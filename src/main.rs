//! jackwire - auto-wires the JACK/PipeWire port graph
//!
//! Watches for sound-device hotplug events and keeps MIDI controllers wired
//! to a virtual instrument's MIDI inputs, and the instrument's stereo outputs
//! wired to the physical playback ports.

use std::sync::Arc;

use anyhow::Result;
use clap::Parser;
use tracing::info;
use tracing_subscriber::{layer::SubscriberExt, util::SubscriberInitExt};

mod config;
mod connections;
mod daemon;
mod graph;
mod hotplug;
mod jack;
mod reconcile;
mod select;

use crate::config::{Settings, DEFAULT_EXCLUDE, DEFAULT_MATCH};
use crate::daemon::Daemon;
use crate::hotplug::DeviceWatcher;
use crate::jack::JackCli;
use crate::reconcile::{ReconcileState, Reconciler};

/// Auto-wires hot-plugged MIDI controllers and instrument audio into the JACK/PipeWire graph
#[derive(Parser, Debug)]
#[command(author, version, about, long_about = None)]
struct Args {
    /// Instrument name match text for MIDI input discovery
    #[arg(long = "match", env = "JACKWIRE_MATCH", default_value = DEFAULT_MATCH)]
    match_text: String,

    /// Comma-separated client names never used as MIDI sources
    #[arg(long, env = "JACKWIRE_EXCLUDE_CLIENTS", default_value = DEFAULT_EXCLUDE)]
    exclude_clients: String,

    /// Minimum reconciliation cadence in seconds
    #[arg(long, env = "JACKWIRE_INTERVAL_SECS", default_value = "1")]
    interval: u64,

    /// Log level (error, warn, info, debug, trace)
    #[arg(short, long, env = "LOG_LEVEL", default_value = "info")]
    log_level: String,

    /// Run a single reconciliation cycle and exit
    #[arg(long)]
    once: bool,
}

#[tokio::main]
async fn main() -> Result<()> {
    // Load environment variables
    dotenvy::dotenv().ok();

    let args = Args::parse();
    init_logging(&args.log_level)?;

    let settings = Settings::new(&args.match_text, &args.exclude_clients, args.interval);
    info!(
        "starting jackwire (match: {:?}, excluded clients: {})",
        settings.instrument_match, args.exclude_clients
    );

    let reconciler = Reconciler::new(Arc::new(JackCli), settings.clone());

    if args.once {
        reconciler.run_cycle(ReconcileState::default()).await;
        return Ok(());
    }

    let watcher = DeviceWatcher::new()?;
    let daemon = Daemon::new(reconciler, watcher, &settings);
    daemon.run(shutdown_signal()).await;

    info!("jackwire shutdown complete");
    Ok(())
}

fn init_logging(level: &str) -> Result<()> {
    let filter = tracing_subscriber::EnvFilter::try_from_default_env()
        .unwrap_or_else(|_| tracing_subscriber::EnvFilter::new(level));

    tracing_subscriber::registry()
        .with(filter)
        .with(
            tracing_subscriber::fmt::layer()
                .with_target(false)
                .with_thread_ids(false)
                .with_thread_names(false),
        )
        .init();

    Ok(())
}

async fn shutdown_signal() {
    tokio::signal::ctrl_c()
        .await
        .expect("Failed to install CTRL+C signal handler");
    info!("Shutdown signal received");
}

**Exercise goal:** Line by line, retype the entire listing exactly.

**Solution for this task:**
filename src/main.rs
//! jackwire - auto-wires the JACK/PipeWire port graph
//!
//! Watches for sound-device hotplug events and keeps MIDI controllers wired
//! to a virtual instrument's MIDI inputs, and the instrument's stereo outputs
//! wired to the physical playback ports.

use std::sync::Arc;

use anyhow::Result;
use clap::Parser;
use tracing::info;
use tracing_subscriber::{layer::SubscriberExt, util::SubscriberInitExt};

mod config;
mod connections;
mod daemon;
mod graph;
mod hotplug;
mod jack;
mod reconcile;
mod select;

use crate::config::{Settings, DEFAULT_EXCLUDE, DEFAULT_MATCH};
use crate::daemon::Daemon;
use crate::hotplug::DeviceWatcher;
use crate::jack::JackCli;
use crate::reconcile::{ReconcileState, Reconciler};

/// Auto-wires hot-plugged MIDI controllers and instrument audio into the JACK/PipeWire graph
#[derive(Parser, Debug)]
#[command(author, version, about, long_about = None)]
struct Args {
    /// Instrument name match text for MIDI input discovery
    #[arg(long = "match", env = "JACKWIRE_MATCH", default_value = DEFAULT_MATCH)]
    match_text: String,

    /// Comma-separated client names never used as MIDI sources
    #[arg(long, env = "JACKWIRE_EXCLUDE_CLIENTS", default_value = DEFAULT_EXCLUDE)]
    exclude_clients: String,

    /// Minimum reconciliation cadence in seconds
    #[arg(long, env = "JACKWIRE_INTERVAL_SECS", default_value = "1")]
    interval: u64,

    /// Log level (error, warn, info, debug, trace)
    #[arg(short, long, env = "LOG_LEVEL", default_value = "info")]
    log_level: String,

    /// Run a single reconciliation cycle and exit
    #[arg(long)]
    once: bool,
}

#[tokio::main]
async fn main() -> Result<()> {
    // Load environment variables
    dotenvy::dotenv().ok();

    let args = Args::parse();
    init_logging(&args.log_level)?;

    let settings = Settings::new(&args.match_text, &args.exclude_clients, args.interval);
    info!(
        "starting jackwire (match: {:?}, excluded clients: {})",
        settings.instrument_match, args.exclude_clients
    );

    let reconciler = Reconciler::new(Arc::new(JackCli), settings.clone());

    if args.once {
        reconciler.run_cycle(ReconcileState::default()).await;
        return Ok(());
    }

    let watcher = DeviceWatcher::new()?;
    let daemon = Daemon::new(reconciler, watcher, &settings);
    daemon.run(shutdown_signal()).await;

    info!("jackwire shutdown complete");
    Ok(())
}

fn init_logging(level: &str) -> Result<()> {
    let filter = tracing_subscriber::EnvFilter::try_from_default_env()
        .unwrap_or_else(|_| tracing_subscriber::EnvFilter::new(level));

    tracing_subscriber::registry()
        .with(filter)
        .with(
            tracing_subscriber::fmt::layer()
                .with_target(false)
                .with_thread_ids(false)
                .with_thread_names(false),
        )
        .init();

    Ok(())
}

async fn shutdown_signal() {
    tokio::signal::ctrl_c()
        .await
        .expect("Failed to install CTRL+C signal handler");
    info!("Shutdown signal received");
}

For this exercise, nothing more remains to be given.